Quando l’amore diventa una prova da superare
Se senti di dover essere sempre gentile, disponibile, forte per non rischiare di perdere l’altro, probabilmente l’amore è diventato una performance. Non ti chiedi più “come sto”, ma “sto facendo abbastanza?”. In questi casi la relazione smette di essere uno spazio di incontro e diventa un luogo di controllo.
Questo modello spesso nasce presto, in contesti in cui l’approvazione era condizionata. Essere amati significava non deludere, non disturbare, non mostrare parti scomode di sé. Da adulti, quella logica resta attiva: ti sforzi di funzionare, di essere impeccabile, convinto che solo così l’altro resterà.
La paura che sta dietro la perfezione
Dietro il bisogno di essere perfetti c’è quasi sempre una paura profonda: essere rifiutati per ciò che si è davvero. La perfezione diventa una protezione, un modo per tenere lontano il rischio del giudizio. Ma più cerchi di essere all’altezza, più ti allontani dalla possibilità di essere visto.
La fatica è che questo sforzo non finisce mai. C’è sempre qualcosa da migliorare, da aggiustare, da controllare. E quando inevitabilmente crolli, il senso di inadeguatezza diventa ancora più forte. Non perché non vali, ma perché stai cercando amore nel posto sbagliato: nella prestazione, non nella relazione.

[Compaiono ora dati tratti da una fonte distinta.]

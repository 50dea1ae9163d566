use bmb_gameplay::Action;
use bmb_gameplay::Observation;
use bmb_gameroom::Event;
use bmb_gameroom::Player;
use std::path::Path;
use std::process::Stdio;
use tokio::io::AsyncBufReadExt;
use tokio::io::AsyncWriteExt;
use tokio::io::BufReader;
use tokio::io::Lines;
use tokio::process::Child;
use tokio::process::ChildStdin;
use tokio::process::ChildStdout;
use tokio::process::Command;

/// An uploaded strategy running as an external process.
///
/// The contract is newline-delimited JSON over stdio: one serialized
/// [`Observation`] in, one tagged [`Action`] out, for every decision. The
/// process is spawned once per seat and killed when the seat is dropped.
///
/// Any deviation (process exit, malformed output, closed pipe) surfaces as
/// an error from `decide`; the room treats that as a strategy fault and
/// folds the seat, so a misbehaving upload can never wedge the table.
pub struct Script {
    child: Child,
    stdin: ChildStdin,
    stdout: Lines<BufReader<ChildStdout>>,
}

impl Script {
    /// Spawns the strategy process. The path must name an executable; an
    /// interpreter shebang is the upload's own business.
    pub fn spawn(path: &Path) -> anyhow::Result<Self> {
        let mut child = Command::new(path)
            .stdin(Stdio::piped())
            .stdout(Stdio::piped())
            .stderr(Stdio::null())
            .kill_on_drop(true)
            .spawn()
            .map_err(|e| anyhow::anyhow!("spawn {}: {}", path.display(), e))?;
        let stdin = child
            .stdin
            .take()
            .ok_or_else(|| anyhow::anyhow!("no stdin pipe"))?;
        let stdout = child
            .stdout
            .take()
            .map(BufReader::new)
            .map(AsyncBufReadExt::lines)
            .ok_or_else(|| anyhow::anyhow!("no stdout pipe"))?;
        log::info!("[script] spawned strategy {}", path.display());
        Ok(Self {
            child,
            stdin,
            stdout,
        })
    }
    /// Spawns an arbitrary command. Test seam.
    pub fn command(mut command: Command) -> anyhow::Result<Self> {
        let mut child = command
            .stdin(Stdio::piped())
            .stdout(Stdio::piped())
            .stderr(Stdio::null())
            .kill_on_drop(true)
            .spawn()?;
        let stdin = child
            .stdin
            .take()
            .ok_or_else(|| anyhow::anyhow!("no stdin pipe"))?;
        let stdout = child
            .stdout
            .take()
            .map(BufReader::new)
            .map(AsyncBufReadExt::lines)
            .ok_or_else(|| anyhow::anyhow!("no stdout pipe"))?;
        Ok(Self {
            child,
            stdin,
            stdout,
        })
    }
    pub fn is_running(&mut self) -> bool {
        matches!(self.child.try_wait(), Ok(None))
    }
}

#[async_trait::async_trait]
impl Player for Script {
    async fn decide(&mut self, observation: &Observation) -> anyhow::Result<Action> {
        let mut line = serde_json::to_string(observation)?;
        line.push('\n');
        self.stdin.write_all(line.as_bytes()).await?;
        self.stdin.flush().await?;
        let reply = self
            .stdout
            .next_line()
            .await?
            .ok_or_else(|| anyhow::anyhow!("strategy closed stdout"))?;
        let action = serde_json::from_str(&reply)
            .map_err(|e| anyhow::anyhow!("malformed action {:?}: {}", reply, e))?;
        Ok(action)
    }

    async fn notify(&mut self, _: &Event) {}
}
use crate::CallStation;
use crate::Fish;
use crate::Rock;
use crate::Script;
use bmb_gameroom::Player;
use std::path::Path;
use std::path::PathBuf;

/// What to do when an uploaded strategy cannot be started.
#[derive(Debug, Clone, Copy, PartialEq, Eq, Default)]
pub enum FallbackPolicy {
    /// Refuse to open the room.
    #[default]
    Reject,
    /// Seat a [`Rock`] in its place and play on.
    Rock,
}

/// Resolves uploaded strategy files into seated players.
///
/// Strategies are named by file stem relative to the loader's directory;
/// absolute paths pass through untouched. Spawning happens eagerly so a
/// broken upload is caught at load time, not mid-hand.
#[derive(Debug, Clone)]
pub struct Loader {
    dir: PathBuf,
    fallback: FallbackPolicy,
}

impl Loader {
    pub fn new(dir: impl Into<PathBuf>, fallback: FallbackPolicy) -> Self {
        Self {
            dir: dir.into(),
            fallback,
        }
    }
    pub fn dir(&self) -> &Path {
        &self.dir
    }
    fn resolve(&self, name: &str) -> PathBuf {
        let path = Path::new(name);
        if path.is_absolute() {
            path.to_path_buf()
        } else {
            self.dir.join(name)
        }
    }
    /// Loads one strategy by name, applying the fallback policy on failure.
    /// The built-in names fill seats without an upload.
    pub fn load(&self, name: &str) -> anyhow::Result<Box<dyn Player>> {
        match name {
            "fish" => return Ok(Box::new(Fish)),
            "rock" => return Ok(Box::new(Rock)),
            "station" => return Ok(Box::new(CallStation)),
            _ => {}
        }
        let path = self.resolve(name);
        match Script::spawn(&path) {
            Ok(script) => Ok(Box::new(script)),
            Err(e) => match self.fallback {
                FallbackPolicy::Reject => {
                    Err(e.context(format!("cannot load strategy {:?}", name)))
                }
                FallbackPolicy::Rock => {
                    log::warn!("[loader] {:#}; seating a rock for {:?}", e, name);
                    Ok(Box::new(Rock))
                }
            },
        }
    }
}
use bmb_cards::Card;
use bmb_core::*;
use bmb_gameplay::Game;
use bmb_gameplay::Play;

/// Complete record of a hand in progress.
/// Tracks everything needed to audit a hand after the fact: who held what,
/// every action as applied (with correction flags), and the final payouts.
#[derive(Debug, Clone)]
pub struct HandLog {
    hand: u64,
    first: Position,
    holdings: Vec<Option<Card>>,
    stacks: Vec<Chips>,
    plays: Vec<Play>,
    payouts: Vec<(Position, Chips)>,
}

impl HandLog {
    /// Captures the deal: cards and stacks as they stood after antes.
    pub fn new(hand: u64, game: &Game) -> Self {
        Self {
            hand,
            first: game.first(),
            holdings: game.seats().iter().map(|s| s.card()).collect(),
            stacks: game.stacks(),
            plays: Vec::new(),
            payouts: Vec::new(),
        }
    }
    pub fn hand(&self) -> u64 {
        self.hand
    }
    pub fn first(&self) -> Position {
        self.first
    }
    pub fn holdings(&self) -> &[Option<Card>] {
        &self.holdings
    }
    pub fn plays(&self) -> &[Play] {
        &self.plays
    }
    pub fn payouts(&self) -> &[(Position, Chips)] {
        &self.payouts
    }
    /// How many submissions the sandbox had to correct this hand.
    pub fn corrections(&self) -> usize {
        self.plays.iter().filter(|p| p.corrected).count()
    }
    pub fn record(&mut self, play: Play) {
        self.plays.push(play);
    }
    pub fn close(&mut self, payouts: Vec<(Position, Chips)>) {
        self.payouts = payouts;
    }
}

impl Default for HandLog {
    fn default() -> Self {
        Self {
            hand: 0,
            first: 0,
            holdings: Vec::new(),
            stacks: Vec::new(),
            plays: Vec::new(),
            payouts: Vec::new(),
        }
    }
}

impl std::fmt::Display for HandLog {
    fn fmt(&self, f: &mut std::fmt::Formatter) -> std::fmt::Result {
        writeln!(f, "hand #{} first P{}", self.hand, self.first)?;
        for (i, (card, stack)) in self.holdings.iter().zip(self.stacks.iter()).enumerate() {
            match card {
                Some(c) => writeln!(f, "  P{} {} ({})", i, c, stack)?,
                None => writeln!(f, "  P{} out ({})", i, stack)?,
            }
        }
        for play in &self.plays {
            writeln!(f, "  {}", play)?;
        }
        for (pos, chips) in &self.payouts {
            writeln!(f, "  P{} wins {}", pos, chips)?;
        }
        Ok(())
    }
}
use bmb_core::Position;

/// Whose turn it is to act, or whether the hand is over.
#[derive(Debug, Clone, Copy, Eq, Hash, PartialEq)]
pub enum Turn {
    /// Seat `Position` must make a decision.
    Choice(Position),
    /// The hand is over; settle the pot.
    Terminal,
}

impl Turn {
    /// Extracts the seat index. Panics if not a Choice.
    pub fn position(&self) -> Position {
        match self {
            Self::Choice(c) => *c,
            _ => panic!("don't ask"),
        }
    }
    pub fn is_choice(&self) -> bool {
        matches!(self, Self::Choice(_))
    }
    pub fn is_terminal(&self) -> bool {
        matches!(self, Self::Terminal)
    }
}

impl std::fmt::Display for Turn {
    fn fmt(&self, f: &mut std::fmt::Formatter<'_>) -> std::fmt::Result {
        match self {
            Self::Choice(c) => write!(f, "P{}", c),
            Self::Terminal => write!(f, "-"),
        }
    }
}

/// Phase of the hand's lifecycle.
#[derive(Debug, Clone, Copy, PartialEq, Eq)]
pub enum Phase {
    /// Antes not yet collected, cards not yet dealt.
    Ante,
    /// Betting round `usize` (1-indexed) in progress.
    Betting(usize),
    /// Betting complete; awaiting settlement.
    Showdown,
    /// Pot distributed; terminal per-hand state.
    Settled,
}

impl std::fmt::Display for Phase {
    fn fmt(&self, f: &mut std::fmt::Formatter<'_>) -> std::fmt::Result {
        match self {
            Self::Ante => write!(f, "ante"),
            Self::Betting(r) => write!(f, "betting({})", r),
            Self::Showdown => write!(f, "showdown"),
            Self::Settled => write!(f, "settled"),
        }
    }
}
use crate::Event;
use bmb_gameplay::Action;
use bmb_gameplay::Observation;

/// Trait for entities that make betting decisions.
/// Implementations can be in-process strategies, external processes speaking
/// JSON over stdio, or anything else that fits in a box.
///
/// The async design lets strategies spawn blocking computation, await
/// subprocess I/O, or await remote responses without blocking the room.
/// The room is transport-agnostic: it neither knows nor cares where the
/// decision comes from.
///
/// `decide` is fallible. A returned error is a strategy fault, not a table
/// fault: the room logs it and folds the seat for the hand in progress.
#[async_trait::async_trait]
pub trait Player: Send {
    /// Make a decision from the seat's information set. The observation
    /// contains everything visible to this seat, and never its own card.
    async fn decide(&mut self, observation: &Observation) -> anyhow::Result<Action>;

    /// Receive notification of game events. Called for all public actions
    /// and for private events tailored to this seat. Not required for
    /// decision-making; observations are self-contained.
    async fn notify(&mut self, event: &Event);
}

#[async_trait::async_trait]
impl Player for Box<dyn Player> {
    async fn decide(&mut self, observation: &Observation) -> anyhow::Result<Action> {
        (**self).decide(observation).await
    }
    async fn notify(&mut self, event: &Event) {
        (**self).notify(event).await
    }
}
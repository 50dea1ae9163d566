use crate::State;
use bmb_cards::Rank;
use bmb_core::Chips;
use bmb_core::Position;

/// Per-seat ledger entry consumed by the showdown.
///
/// Entries are ordered by tie-break priority when handed to [`crate::Showdown`];
/// that ordering decides who receives indivisible pot remainders.
#[derive(Debug, Clone)]
pub struct Settlement {
    seat: Position,
    reward: Chips,
    risked: Chips,
    status: State,
    rank: Rank,
}

impl Settlement {
    pub fn seat(&self) -> Position {
        self.seat
    }
    pub fn reward(&self) -> Chips {
        self.reward
    }
    pub fn risked(&self) -> Chips {
        self.risked
    }
    pub fn status(&self) -> State {
        self.status
    }
    pub fn rank(&self) -> Rank {
        self.rank
    }
    /// Eligible to win chips: live at showdown, neither folded nor out.
    pub fn contends(&self) -> bool {
        matches!(self.status, State::Betting | State::Shoving)
    }
    pub fn pnl(&self) -> Chips {
        self.reward - self.risked
    }
    pub(crate) fn add(&mut self, amount: Chips) {
        self.reward += amount;
    }
}

impl From<(Position, Chips, State, Rank)> for Settlement {
    fn from((seat, risked, status, rank): (Position, Chips, State, Rank)) -> Self {
        Self {
            seat,
            reward: 0,
            risked,
            status,
            rank,
        }
    }
}

impl std::fmt::Display for Settlement {
    fn fmt(&self, f: &mut std::fmt::Formatter) -> std::fmt::Result {
        write!(f, "P{} {} {:+}", self.seat, self.rank, self.pnl())
    }
}
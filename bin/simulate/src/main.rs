//! Batch Evaluation Binary
//!
//! Pits uploaded strategies against each other over many hands across
//! concurrent rooms and reports per-seat profit and loss.

use bmb_core::Chips;
use bmb_gameplay::Rules;
use bmb_gameroom::TableConfig;
use bmb_hosting::Casino;
use bmb_hosting::Seating;
use bmb_players::FallbackPolicy;
use bmb_players::Loader;
use clap::Parser;

#[derive(Parser, Debug)]
#[command(about = "Evaluate Indian Poker strategies against each other")]
struct Args {
    /// Strategy executables, one per seat, in seat order
    #[arg(required = true, num_args = 2..)]
    strategies: Vec<String>,
    /// Directory strategy names are resolved under
    #[arg(long, default_value = "strategies")]
    dir: String,
    /// Concurrent rooms to run
    #[arg(long, default_value_t = 1)]
    rooms: usize,
    /// Hands per room
    #[arg(long, default_value_t = 1000)]
    hands: u64,
    /// Ante posted by every seat each hand
    #[arg(long, default_value_t = bmb_core::ANTE)]
    ante: Chips,
    /// Starting stack per seat
    #[arg(long, default_value_t = bmb_core::STACK)]
    stack: Chips,
    /// Betting rounds per hand
    #[arg(long, default_value_t = bmb_core::BETTING_ROUNDS)]
    rounds: usize,
    /// Deal deterministically from this seed (room r uses seed + r)
    #[arg(long)]
    seed: Option<u64>,
    /// Seat a check-fold rock when a strategy fails to start
    #[arg(long, default_value_t = false)]
    lenient: bool,
}

#[tokio::main]
async fn main() -> anyhow::Result<()> {
    bmb_core::log();
    let args = Args::parse();
    let fallback = match args.lenient {
        true => FallbackPolicy::Rock,
        false => FallbackPolicy::Reject,
    };
    let casino = Casino::new(Loader::new(args.dir.clone(), fallback));
    let rules = Rules {
        ante: args.ante,
        rounds: args.rounds,
        ..Rules::default()
    };
    let mut ids = Vec::new();
    for r in 0..args.rooms {
        let config = TableConfig::default()
            .with_rules(rules)
            .with_stack(args.stack)
            .with_hands(args.hands);
        let config = match args.seed {
            Some(seed) => config.with_seed(seed.wrapping_add(r as u64)),
            None => config,
        };
        let seats = args
            .strategies
            .iter()
            .cloned()
            .map(Seating::Strategy)
            .collect();
        let id = casino.open(config, seats).await?;
        casino.begin(id).await?;
        ids.push(id);
    }
    let mut pnl = vec![0 as Chips; args.strategies.len()];
    let mut hands = 0;
    for id in ids {
        let report = casino.wait(id).await?;
        log::info!("[simulate] room {}: {}", id, report);
        hands += report.hands;
        for (seat, stack) in report.stacks.iter().enumerate() {
            pnl[seat] += stack - args.stack;
        }
    }
    println!("{} hands across {} rooms", hands, args.rooms);
    for (seat, (name, chips)) in args.strategies.iter().zip(pnl.iter()).enumerate() {
        println!("P{} {:<24} {:+}", seat, name, chips);
    }
    Ok(())
}
use bmb_core::Chips;
use bmb_core::Position;
use serde::Deserialize;
use serde::Serialize;

/// A seat's decision at one ply of the hand.
///
/// Amounts carry different meanings per variant:
/// - `Bet(n)` — chips pushed to open the round's betting
/// - `Call(n)` — chips actually paid, which may be short of the high-water
///   stake when the caller is all-in
/// - `Raise(n)` — the increment above the round's high-water stake; the
///   chips moved are the caller's shortfall plus `n`
/// - `Ante(n)` — the forced contribution posted before the deal
///
/// Serializes tagged (`{"type":"raise","amount":10}`) for the wire protocol
/// and the external strategy stdio contract.
#[derive(Debug, Clone, Copy, Eq, Hash, PartialEq, Ord, PartialOrd, Serialize, Deserialize)]
#[serde(tag = "type", content = "amount", rename_all = "lowercase")]
pub enum Action {
    Fold,
    Check,
    Bet(Chips),
    Call(Chips),
    Raise(Chips),
    Ante(Chips),
}

impl Action {
    /// True if this is a bet or raise (reopens the action).
    pub fn is_aggro(&self) -> bool {
        matches!(self, Action::Bet(_) | Action::Raise(_))
    }
    /// True if this is a fold or check (no chips added).
    pub fn is_passive(&self) -> bool {
        matches!(self, Action::Fold | Action::Check)
    }
    /// True if this is a forced ante post (not a decision).
    pub fn is_ante(&self) -> bool {
        matches!(self, Action::Ante(_))
    }
    /// Extracts the carried chip amount.
    pub fn amount(&self) -> Option<Chips> {
        match *self {
            Action::Bet(n) | Action::Call(n) | Action::Raise(n) | Action::Ante(n) => Some(n),
            _ => None,
        }
    }
    pub fn label(&self) -> &'static str {
        match self {
            Action::Fold => "Fold",
            Action::Check => "Check",
            Action::Bet(_) => "Bet",
            Action::Call(_) => "Call",
            Action::Raise(_) => "Raise",
            Action::Ante(_) => "Ante",
        }
    }
}

impl TryFrom<&str> for Action {
    type Error = &'static str;
    fn try_from(s: &str) -> Result<Self, Self::Error> {
        let parts: Vec<&str> = s.split_whitespace().collect();
        match parts.first().map(|p| p.to_uppercase()).as_deref() {
            Some("FOLD") => Ok(Action::Fold),
            Some("CHECK") => Ok(Action::Check),
            Some("BET") => parts
                .get(1)
                .and_then(|n| n.parse().ok())
                .map(Action::Bet)
                .ok_or("invalid bet amount"),
            Some("CALL") => parts
                .get(1)
                .and_then(|n| n.parse().ok())
                .map(Action::Call)
                .ok_or("invalid call amount"),
            Some("RAISE") => parts
                .get(1)
                .and_then(|n| n.parse().ok())
                .map(Action::Raise)
                .ok_or("invalid raise amount"),
            _ => Err("invalid action type"),
        }
    }
}

impl std::fmt::Display for Action {
    fn fmt(&self, f: &mut std::fmt::Formatter) -> std::fmt::Result {
        match self {
            Action::Fold => write!(f, "FOLD"),
            Action::Check => write!(f, "CHECK"),
            Action::Bet(n) => write!(f, "BET   {}", n),
            Action::Call(n) => write!(f, "CALL  {}", n),
            Action::Raise(n) => write!(f, "RAISE {}", n),
            Action::Ante(n) => write!(f, "ANTE  {}", n),
        }
    }
}

/// A recorded action in the hand history: who acted, what was applied, and
/// whether the sandbox had to correct the strategy's submission.
#[derive(Debug, Clone, Copy, PartialEq, Eq, Serialize, Deserialize)]
pub struct Play {
    pub seat: Position,
    pub action: Action,
    pub corrected: bool,
}

impl Play {
    pub fn new(seat: Position, action: Action) -> Self {
        Self {
            seat,
            action,
            corrected: false,
        }
    }
    pub fn corrected(seat: Position, action: Action) -> Self {
        Self {
            seat,
            action,
            corrected: true,
        }
    }
}

impl std::fmt::Display for Play {
    fn fmt(&self, f: &mut std::fmt::Formatter) -> std::fmt::Result {
        if self.corrected {
            write!(f, "P{}: {} (corrected)", self.seat, self.action)
        } else {
            write!(f, "P{}: {}", self.seat, self.action)
        }
    }
}

#[cfg(test)]
mod tests {
    use super::*;

    #[test]
    fn parse_actions() {
        assert!(Action::try_from("fold") == Ok(Action::Fold));
        assert!(Action::try_from("CHECK") == Ok(Action::Check));
        assert!(Action::try_from("bet 10") == Ok(Action::Bet(10)));
        assert!(Action::try_from("raise 25") == Ok(Action::Raise(25)));
        assert!(Action::try_from("call").is_err());
        assert!(Action::try_from("dance").is_err());
    }

    #[test]
    fn serde_tagged_form() {
        let json = serde_json::to_string(&Action::Raise(10)).unwrap();
        assert!(json == r#"{"type":"raise","amount":10}"#);
        let back: Action = serde_json::from_str(&json).unwrap();
        assert!(back == Action::Raise(10));
        let fold: Action = serde_json::from_str(r#"{"type":"fold"}"#).unwrap();
        assert!(fold == Action::Fold);
    }
}
#[cfg(test)]
mod tests {
    use super::*;
    use std::time::Duration;

    struct CheckBot;
    #[async_trait::async_trait]
    impl Player for CheckBot {
        async fn decide(&mut self, _: &Observation) -> anyhow::Result<Action> {
            Ok(Action::Check)
        }
        async fn notify(&mut self, _: &Event) {}
    }

    struct GreedyBot;
    #[async_trait::async_trait]
    impl Player for GreedyBot {
        async fn decide(&mut self, _: &Observation) -> anyhow::Result<Action> {
            Ok(Action::Raise(1_000_000))
        }
        async fn notify(&mut self, _: &Event) {}
    }

    struct SleepyBot;
    #[async_trait::async_trait]
    impl Player for SleepyBot {
        async fn decide(&mut self, _: &Observation) -> anyhow::Result<Action> {
            tokio::time::sleep(Duration::from_secs(3600)).await;
            Ok(Action::Check)
        }
        async fn notify(&mut self, _: &Event) {}
    }

    /// Sleeps past the decision window once, then answers promptly.
    struct LagBot {
        asked: bool,
    }
    #[async_trait::async_trait]
    impl Player for LagBot {
        async fn decide(&mut self, _: &Observation) -> anyhow::Result<Action> {
            if !self.asked {
                self.asked = true;
                tokio::time::sleep(Duration::from_millis(300)).await;
                return Ok(Action::Bet(13));
            }
            Ok(Action::Check)
        }
        async fn notify(&mut self, _: &Event) {}
    }

    struct FaultyBot;
    #[async_trait::async_trait]
    impl Player for FaultyBot {
        async fn decide(&mut self, _: &Observation) -> anyhow::Result<Action> {
            anyhow::bail!("no brain found")
        }
        async fn notify(&mut self, _: &Event) {}
    }

    fn spawn(room: Room) -> oneshot::Receiver<RoomReport> {
        let (start_tx, start_rx) = oneshot::channel();
        let (done_tx, done_rx) = oneshot::channel();
        tokio::spawn(room.run(start_rx, done_tx));
        start_tx.send(()).unwrap();
        done_rx
    }

    fn quiet_room(seats: usize, hands: u64) -> (Room, UnboundedSender<Submission>) {
        let (sub_tx, sub_rx) = unbounded_channel();
        let config = TableConfig::default()
            .with_seed(7)
            .with_hands(hands)
            .with_timeouts(Duration::from_millis(200));
        (Room::new(ID::default(), config, seats, sub_rx), sub_tx)
    }

    #[tokio::test]
    async fn checking_bots_play_a_full_session() {
        let (mut room, _subs) = quiet_room(3, 5);
        room.sit(0, CheckBot);
        room.sit(1, CheckBot);
        room.sit(2, CheckBot);
        let report = spawn(room).await.unwrap();
        assert!(report.hands == 5);
        assert!(!report.halted);
        assert!(report.stacks.iter().sum::<Chips>() == 600);
    }

    #[tokio::test]
    async fn oversized_raises_are_corrected_not_rejected() {
        let (mut room, _subs) = quiet_room(2, 2);
        room.sit(0, GreedyBot);
        room.sit(1, CheckBot);
        let report = spawn(room).await.unwrap();
        assert!(report.hands == 2);
        assert!(report.corrections > 0);
        assert!(report.stacks.iter().sum::<Chips>() == 400);
    }

    #[tokio::test]
    async fn unresponsive_strategy_is_folded() {
        let (mut room, _subs) = quiet_room(2, 1);
        room.sit(0, SleepyBot);
        room.sit(1, CheckBot);
        let report = spawn(room).await.unwrap();
        assert!(report.hands == 1);
        assert!(report.corrections > 0);
        // whoever acted first was folded; all antes went to the other seat
        assert!(report.stacks.iter().sum::<Chips>() == 400);
        assert!(report.stacks.iter().any(|&s| s < bmb_core::STACK));
    }

    #[tokio::test]
    async fn late_reply_from_a_timed_out_decision_is_ignored() {
        let (mut room, _subs) = quiet_room(2, 2);
        room.sit(0, LagBot { asked: false });
        room.sit(1, CheckBot);
        let report = spawn(room).await.unwrap();
        assert!(report.hands == 2);
        // hand one: the lagging seat is folded on deadline. its answer
        // lands mid-way through a later decision and must be discarded,
        // so hand two plays out as plain checks with no further
        // corrections and no bet in the pot.
        assert!(report.corrections == 1);
        assert!(report.stacks.iter().sum::<Chips>() == 400);
        assert!(!report.halted);
    }

    #[tokio::test]
    async fn faulting_strategy_is_folded_and_play_continues() {
        let (mut room, _subs) = quiet_room(2, 3);
        room.sit(0, FaultyBot);
        room.sit(1, CheckBot);
        let report = spawn(room).await.unwrap();
        assert!(report.hands == 3);
        assert!(report.corrections >= 3);
        assert!(!report.halted);
    }

    #[tokio::test]
    async fn human_rejection_and_retry() {
        let (mut room, subs) = quiet_room(2, 1);
        let (relay_tx, _relay_rx) = unbounded_channel();
        room.sit_human(0, relay_tx);
        room.sit(1, CheckBot);
        let done = spawn(room);
        // seat 0 opens the first hand: calling with nothing to call is
        // rejected, then a plain check is accepted
        let (bad, verdict) = Submission::new(0, Action::Call(10));
        subs.send(bad).unwrap();
        assert!(matches!(verdict.await.unwrap(), Err(Reject::IllegalAction(_))));
        let (good, verdict) = Submission::new(0, Action::Check);
        subs.send(good).unwrap();
        assert!(verdict.await.unwrap().is_ok());
        let report = done.await.unwrap();
        assert!(report.hands == 1);
    }

    #[tokio::test]
    async fn absent_human_is_folded_on_deadline() {
        let (mut room, _subs) = quiet_room(2, 1);
        let (relay_tx, _relay_rx) = unbounded_channel();
        room.sit_human(0, relay_tx);
        room.sit(1, CheckBot);
        let report = spawn(room).await.unwrap();
        assert!(report.hands == 1);
        assert!(report.corrections > 0);
    }
}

Perché la perfezione allontana
La perfezione rassicura, ma non crea intimità. Tiene lontani gli altri perché non lascia spazio alla verità emotiva. Quando mostri solo ciò che funziona, l’altro non può davvero incontrarti. Può apprezzarti, stimarti, magari ammirarti, ma non conoscerti fino in fondo.
La connessione profonda nasce quando puoi restare anche nei momenti di fatica, di confusione, di vulnerabilità. È lì che l’amore diventa reale: quando qualcuno ti resta accanto anche quando non sei brillante, risolutiva o sorridente. Non perché sei perfetta, ma perché sei presente.
Vulnerabilità e presenza emotiva
Mostrarti vulnerabile non significa crollare o chiedere all’altro di salvarti. Significa smettere di nascondere ciò che senti, permetterti di essere umano. La vulnerabilità non è l’opposto della forza, è una forma di verità.
Quando smetti di cercare di essere amata facendo tutto “nel modo giusto”, inizi a chiederti cosa senti davvero, cosa desideri, cosa ti fa male. Questo passaggio è delicato, perché espone. Ma è anche l’unico che permette di costruire relazioni basate sulla reciprocità, non sul timore di perdere l’altro.
Come può aiutarti la psicoterapia
Come psicoterapeuta a Milano, incontro spesso persone convinte di dover essere diverse da ciò che sono per meritare amore. In psicoterapia lavoriamo proprio su questa convinzione profonda, aiutandoti a distinguere chi sei da ciò che hai imparato a fare per essere accettata.
Il percorso terapeutico non serve a renderti migliore o più performante, ma a permetterti di restare con te stessa anche quando emergono fragilità. È uno spazio in cui l’amore non è una prova da superare, ma un’esperienza da riconoscere. Da lì diventa possibile costruire relazioni in cui non devi più guadagnarti il diritto di esistere.